Your instructions |
Where the string "PENDING" occurs in a line of the data below, that line should be copied.
====
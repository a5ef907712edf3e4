//! The `RecordStore` trait — persistence seam for years, songs, and
//! submissions.
//!
//! The trait is implemented by storage backends (e.g. `fece-store-sqlite`).
//! Higher layers (`fece-api`, `fece-server`) depend on this abstraction, not
//! on any concrete backend.
//!
//! All methods return `Send` futures so the trait can be used in
//! multi-threaded async runtimes (e.g. tokio with `axum`). Errors are the
//! shared [`crate::Error`] so callers can distinguish not-found and
//! conflict conditions from backend failures.

use std::future::Future;

use crate::{
  Error,
  song::{NewSong, Song, SongPatch, SongWithYear},
  submission::{NewSubmission, Submission, SubmissionPatch},
  year::{NewYear, Year, YearWithSongs},
};

/// Abstraction over the site's record store.
///
/// Creation timestamps are always assigned by the store; they are not
/// accepted from callers.
pub trait RecordStore: Send + Sync {
  // ── Years ─────────────────────────────────────────────────────────────

  /// Create a new year. Fails with [`Error::DuplicateYear`] if the year
  /// number is already taken.
  fn create_year(
    &self,
    input: NewYear,
  ) -> impl Future<Output = Result<Year, Error>> + Send + '_;

  /// Create the year if its number is absent, otherwise update its
  /// description. Used by seeding.
  fn upsert_year(
    &self,
    input: NewYear,
  ) -> impl Future<Output = Result<Year, Error>> + Send + '_;

  /// Retrieve a year with its songs (creation order). `None` if missing.
  fn get_year(
    &self,
    id: i64,
  ) -> impl Future<Output = Result<Option<YearWithSongs>, Error>> + Send + '_;

  /// Look up a year by its unique year number.
  fn find_year_by_number(
    &self,
    year: i32,
  ) -> impl Future<Output = Result<Option<Year>, Error>> + Send + '_;

  /// All years, newest year number first, each with its songs in
  /// creation order.
  fn list_years(
    &self,
  ) -> impl Future<Output = Result<Vec<YearWithSongs>, Error>> + Send + '_;

  /// Update a year's description — the only mutation years support.
  fn update_year_description(
    &self,
    id: i64,
    description: String,
  ) -> impl Future<Output = Result<Year, Error>> + Send + '_;

  // ── Songs ─────────────────────────────────────────────────────────────

  /// Create a song directly (the admin path). Fails with
  /// [`Error::YearNotFound`] if the target year does not exist.
  fn create_song(
    &self,
    input: NewSong,
  ) -> impl Future<Output = Result<SongWithYear, Error>> + Send + '_;

  fn get_song(
    &self,
    id: i64,
  ) -> impl Future<Output = Result<Option<SongWithYear>, Error>> + Send + '_;

  /// Look up a song by title and fartist. Used by seeding to stay
  /// idempotent.
  fn find_song<'a>(
    &'a self,
    title: &'a str,
    fartist: &'a str,
  ) -> impl Future<Output = Result<Option<Song>, Error>> + Send + 'a;

  /// All songs, newest first, each joined with its year.
  fn list_songs(
    &self,
  ) -> impl Future<Output = Result<Vec<SongWithYear>, Error>> + Send + '_;

  /// Apply a partial edit, including year reassignment.
  fn update_song(
    &self,
    id: i64,
    patch: SongPatch,
  ) -> impl Future<Output = Result<SongWithYear, Error>> + Send + '_;

  /// Delete a song row. The audio object is untouched — published audio
  /// is independent storage state.
  fn delete_song(
    &self,
    id: i64,
  ) -> impl Future<Output = Result<(), Error>> + Send + '_;

  // ── Submissions ───────────────────────────────────────────────────────

  /// Persist a new submission in PENDING status.
  fn create_submission(
    &self,
    input: NewSubmission,
  ) -> impl Future<Output = Result<Submission, Error>> + Send + '_;

  fn get_submission(
    &self,
    id: i64,
  ) -> impl Future<Output = Result<Option<Submission>, Error>> + Send + '_;

  /// All submissions, newest first.
  fn list_submissions(
    &self,
  ) -> impl Future<Output = Result<Vec<Submission>, Error>> + Send + '_;

  /// Apply field edits and/or a non-approval status change (rejection).
  fn update_submission(
    &self,
    id: i64,
    patch: SubmissionPatch,
  ) -> impl Future<Output = Result<Submission, Error>> + Send + '_;

  /// Approve a PENDING submission into `year_id`, atomically:
  /// a song is created from the submission's fields and the submission
  /// moves to APPROVED with `target_year` set, both in one transaction.
  ///
  /// Fails with [`Error::SubmissionNotFound`] / [`Error::YearNotFound`]
  /// if either side is missing, and with [`Error::AlreadyModerated`] if
  /// the submission is no longer PENDING — which also makes concurrent
  /// approvals of the same submission safe.
  fn approve_submission(
    &self,
    id: i64,
    year_id: i64,
  ) -> impl Future<Output = Result<Submission, Error>> + Send + '_;

  /// Delete a submission row. Blob cleanup is the caller's concern.
  fn delete_submission(
    &self,
    id: i64,
  ) -> impl Future<Output = Result<(), Error>> + Send + '_;
}
//! [`S3BlobStore`] — audio objects in an S3-compatible bucket.
//!
//! Built for Cloudflare R2 but speaks plain S3: path-style addressing
//! against a configured endpoint, SigV4 presigned requests, and a separate
//! public-read base URL (R2 buckets are fronted by their own domain).
//!
//! The server's own uploads and deletes go through presigned URLs too, so
//! there is exactly one signing code path whether the client is a browser
//! or this process.

use bytes::Bytes;
use chrono::Utc;
use fece_core::blob::{
  BlobStore, PresignedUpload, UPLOAD_URL_EXPIRY_SECS, key_from_url, object_key,
  sanitize_file_name,
};
use serde::Deserialize;

use crate::{
  Error, Result,
  sign::{Presigner, encode_path},
};

/// Bucket connection settings, deserialised from the server config.
#[derive(Debug, Clone, Deserialize)]
pub struct S3Config {
  /// S3 endpoint, e.g. `https://<account-id>.r2.cloudflarestorage.com`.
  pub endpoint:          String,
  /// `auto` for R2.
  pub region:            String,
  pub bucket:            String,
  pub access_key_id:     String,
  pub secret_access_key: String,
  /// Base URL the bucket is publicly readable under.
  pub public_url:        String,
}

pub struct S3BlobStore {
  endpoint:    String,
  host:        String,
  bucket:      String,
  public_base: String,
  signer:      Presigner,
  client:      reqwest::Client,
}

impl S3BlobStore {
  pub fn new(config: S3Config) -> Self {
    let endpoint = config.endpoint.trim_end_matches('/').to_string();
    let host = endpoint
      .split_once("://")
      .map(|(_, rest)| rest)
      .unwrap_or(&endpoint)
      .to_string();

    Self {
      endpoint,
      host,
      bucket: config.bucket,
      public_base: config.public_url.trim_end_matches('/').to_string(),
      signer: Presigner::new(
        config.access_key_id,
        config.secret_access_key,
        config.region,
      ),
      client: reqwest::Client::new(),
    }
  }

  /// A presigned URL for `method` on `key`, valid for `expires_secs`.
  fn presigned_url(&self, method: &str, key: &str, expires_secs: u64) -> Result<String> {
    let path = encode_path(&format!("{}/{key}", self.bucket));
    let query = self
      .signer
      .presign_query(method, &self.host, &path, Utc::now(), expires_secs)?;
    Ok(format!("{}{path}?{query}", self.endpoint))
  }

  fn public_url(&self, key: &str) -> String {
    format!("{}/{key}", self.public_base)
  }
}

impl BlobStore for S3BlobStore {
  type Error = Error;

  async fn upload(
    &self,
    data: Bytes,
    file_name: &str,
    content_type: &str,
  ) -> Result<String> {
    let key = object_key(Utc::now().timestamp_millis(), &sanitize_file_name(file_name));
    let url = self.presigned_url("PUT", &key, UPLOAD_URL_EXPIRY_SECS)?;

    let resp = self
      .client
      .put(url)
      .header(reqwest::header::CONTENT_TYPE, content_type)
      .body(data)
      .send()
      .await?;

    if !resp.status().is_success() {
      return Err(Error::UnexpectedStatus {
        status: resp.status().as_u16(),
        key,
      });
    }
    Ok(self.public_url(&key))
  }

  async fn delete(&self, url: &str) -> Result<()> {
    let key = key_from_url(url).ok_or_else(|| Error::InvalidUrl(url.to_string()))?;
    let presigned = self.presigned_url("DELETE", &key, UPLOAD_URL_EXPIRY_SECS)?;

    let resp = self.client.delete(presigned).send().await?;
    // S3 DELETE returns 204 for existing and missing objects alike.
    if !resp.status().is_success() {
      return Err(Error::UnexpectedStatus {
        status: resp.status().as_u16(),
        key,
      });
    }
    Ok(())
  }

  async fn presign_upload(
    &self,
    file_name: &str,
    content_type: &str,
  ) -> Result<PresignedUpload> {
    let _ = content_type; // the payload and its type are not signed
    let key = object_key(Utc::now().timestamp_millis(), &sanitize_file_name(file_name));
    Ok(PresignedUpload {
      upload_url: self.presigned_url("PUT", &key, UPLOAD_URL_EXPIRY_SECS)?,
      public_url: self.public_url(&key),
      key,
    })
  }
}

#[cfg(test)]
mod tests {
  use super::*;

  fn store() -> S3BlobStore {
    S3BlobStore::new(S3Config {
      endpoint:          "https://acct.r2.cloudflarestorage.com/".into(),
      region:            "auto".into(),
      bucket:            "fece-audio".into(),
      access_key_id:     "key".into(),
      secret_access_key: "secret".into(),
      public_url:        "https://audio.example.com/".into(),
    })
  }

  #[tokio::test]
  async fn presign_upload_shapes_key_and_urls() {
    let s = store();
    let p = s.presign_upload("O Höly Night.mp3", "audio/mpeg").await.unwrap();

    assert!(p.key.starts_with("audio/"));
    assert!(p.key.ends_with("-O_H_ly_Night.mp3"));
    assert_eq!(p.public_url, format!("https://audio.example.com/{}", p.key));
    assert!(p.upload_url.starts_with(
      "https://acct.r2.cloudflarestorage.com/fece-audio/audio/"
    ));
    assert!(p.upload_url.contains("X-Amz-Expires=3600"));
    assert!(p.upload_url.contains("X-Amz-Signature="));
  }

  #[test]
  fn endpoint_host_extraction() {
    let s = store();
    assert_eq!(s.host, "acct.r2.cloudflarestorage.com");
    assert_eq!(s.endpoint, "https://acct.r2.cloudflarestorage.com");
  }
}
====
Answer box |
  /// Persist a new submission in PENDING status.
  /// Approve a PENDING submission into `year_id`, atomically:
  /// the submission is no longer PENDING — which also makes concurrent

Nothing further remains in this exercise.